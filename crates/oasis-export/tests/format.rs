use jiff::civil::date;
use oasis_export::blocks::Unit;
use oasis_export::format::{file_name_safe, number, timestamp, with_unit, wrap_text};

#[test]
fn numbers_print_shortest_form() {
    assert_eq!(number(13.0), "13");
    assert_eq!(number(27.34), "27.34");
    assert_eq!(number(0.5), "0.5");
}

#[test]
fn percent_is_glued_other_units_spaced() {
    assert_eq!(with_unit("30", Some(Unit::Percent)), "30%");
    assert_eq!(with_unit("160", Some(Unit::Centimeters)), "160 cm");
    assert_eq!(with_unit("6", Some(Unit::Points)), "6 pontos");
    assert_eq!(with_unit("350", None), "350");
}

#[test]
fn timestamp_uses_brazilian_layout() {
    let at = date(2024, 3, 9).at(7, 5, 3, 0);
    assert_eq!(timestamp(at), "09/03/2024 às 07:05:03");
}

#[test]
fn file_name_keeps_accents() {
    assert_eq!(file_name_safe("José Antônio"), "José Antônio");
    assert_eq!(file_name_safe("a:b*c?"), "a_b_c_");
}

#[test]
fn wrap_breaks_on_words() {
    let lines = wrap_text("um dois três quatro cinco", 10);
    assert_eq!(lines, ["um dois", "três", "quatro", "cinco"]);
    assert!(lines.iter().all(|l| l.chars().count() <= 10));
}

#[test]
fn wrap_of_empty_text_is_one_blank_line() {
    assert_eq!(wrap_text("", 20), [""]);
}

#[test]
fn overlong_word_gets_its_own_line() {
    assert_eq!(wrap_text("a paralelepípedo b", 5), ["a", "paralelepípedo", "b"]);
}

==

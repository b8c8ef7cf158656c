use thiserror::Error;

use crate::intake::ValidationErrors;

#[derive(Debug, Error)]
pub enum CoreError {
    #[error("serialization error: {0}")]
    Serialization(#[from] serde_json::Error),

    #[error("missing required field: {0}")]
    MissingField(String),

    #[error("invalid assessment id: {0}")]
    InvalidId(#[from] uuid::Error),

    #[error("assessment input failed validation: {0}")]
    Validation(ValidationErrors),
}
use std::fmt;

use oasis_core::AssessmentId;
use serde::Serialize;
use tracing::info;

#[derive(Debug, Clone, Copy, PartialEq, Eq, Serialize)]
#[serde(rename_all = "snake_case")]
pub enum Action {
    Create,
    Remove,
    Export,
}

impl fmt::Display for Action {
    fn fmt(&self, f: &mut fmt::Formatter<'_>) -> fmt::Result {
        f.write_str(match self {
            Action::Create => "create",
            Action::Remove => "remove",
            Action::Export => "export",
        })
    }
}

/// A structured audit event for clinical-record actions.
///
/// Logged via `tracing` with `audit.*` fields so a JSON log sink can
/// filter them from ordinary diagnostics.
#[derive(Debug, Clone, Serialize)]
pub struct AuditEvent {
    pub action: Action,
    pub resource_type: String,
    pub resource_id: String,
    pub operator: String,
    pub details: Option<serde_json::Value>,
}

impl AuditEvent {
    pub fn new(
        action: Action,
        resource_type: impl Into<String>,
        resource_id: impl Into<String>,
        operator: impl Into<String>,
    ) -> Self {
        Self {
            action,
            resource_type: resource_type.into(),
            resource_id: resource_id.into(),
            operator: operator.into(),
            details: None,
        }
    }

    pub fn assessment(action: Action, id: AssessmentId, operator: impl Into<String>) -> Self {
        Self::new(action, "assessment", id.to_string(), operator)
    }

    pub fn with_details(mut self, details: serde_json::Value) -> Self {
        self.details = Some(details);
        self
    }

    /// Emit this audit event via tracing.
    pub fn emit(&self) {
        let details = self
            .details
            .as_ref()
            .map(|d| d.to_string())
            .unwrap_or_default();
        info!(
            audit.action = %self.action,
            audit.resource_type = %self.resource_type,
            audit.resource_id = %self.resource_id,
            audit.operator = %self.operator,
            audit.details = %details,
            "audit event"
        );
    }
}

◆ Brief:
Look through the material above and print exactly the lines from the one containing "filename crates/oasis-export/tests/format.rs" to the one containing "dois três quatro", both included, and nothing more.

◆ Worked solution:
filename crates/oasis-export/tests/format.rs
use jiff::civil::date;
use oasis_export::blocks::Unit;
use oasis_export::format::{file_name_safe, number, timestamp, with_unit, wrap_text};

#[test]
fn numbers_print_shortest_form() {
    assert_eq!(number(13.0), "13");
    assert_eq!(number(27.34), "27.34");
    assert_eq!(number(0.5), "0.5");
}

#[test]
fn percent_is_glued_other_units_spaced() {
    assert_eq!(with_unit("30", Some(Unit::Percent)), "30%");
    assert_eq!(with_unit("160", Some(Unit::Centimeters)), "160 cm");
    assert_eq!(with_unit("6", Some(Unit::Points)), "6 pontos");
    assert_eq!(with_unit("350", None), "350");
}

#[test]
fn timestamp_uses_brazilian_layout() {
    let at = date(2024, 3, 9).at(7, 5, 3, 0);
    assert_eq!(timestamp(at), "09/03/2024 às 07:05:03");
}

#[test]
fn file_name_keeps_accents() {
    assert_eq!(file_name_safe("José Antônio"), "José Antônio");
    assert_eq!(file_name_safe("a:b*c?"), "a_b_c_");
}

#[test]
fn wrap_breaks_on_words() {
    let lines = wrap_text("um dois três quatro cinco", 10);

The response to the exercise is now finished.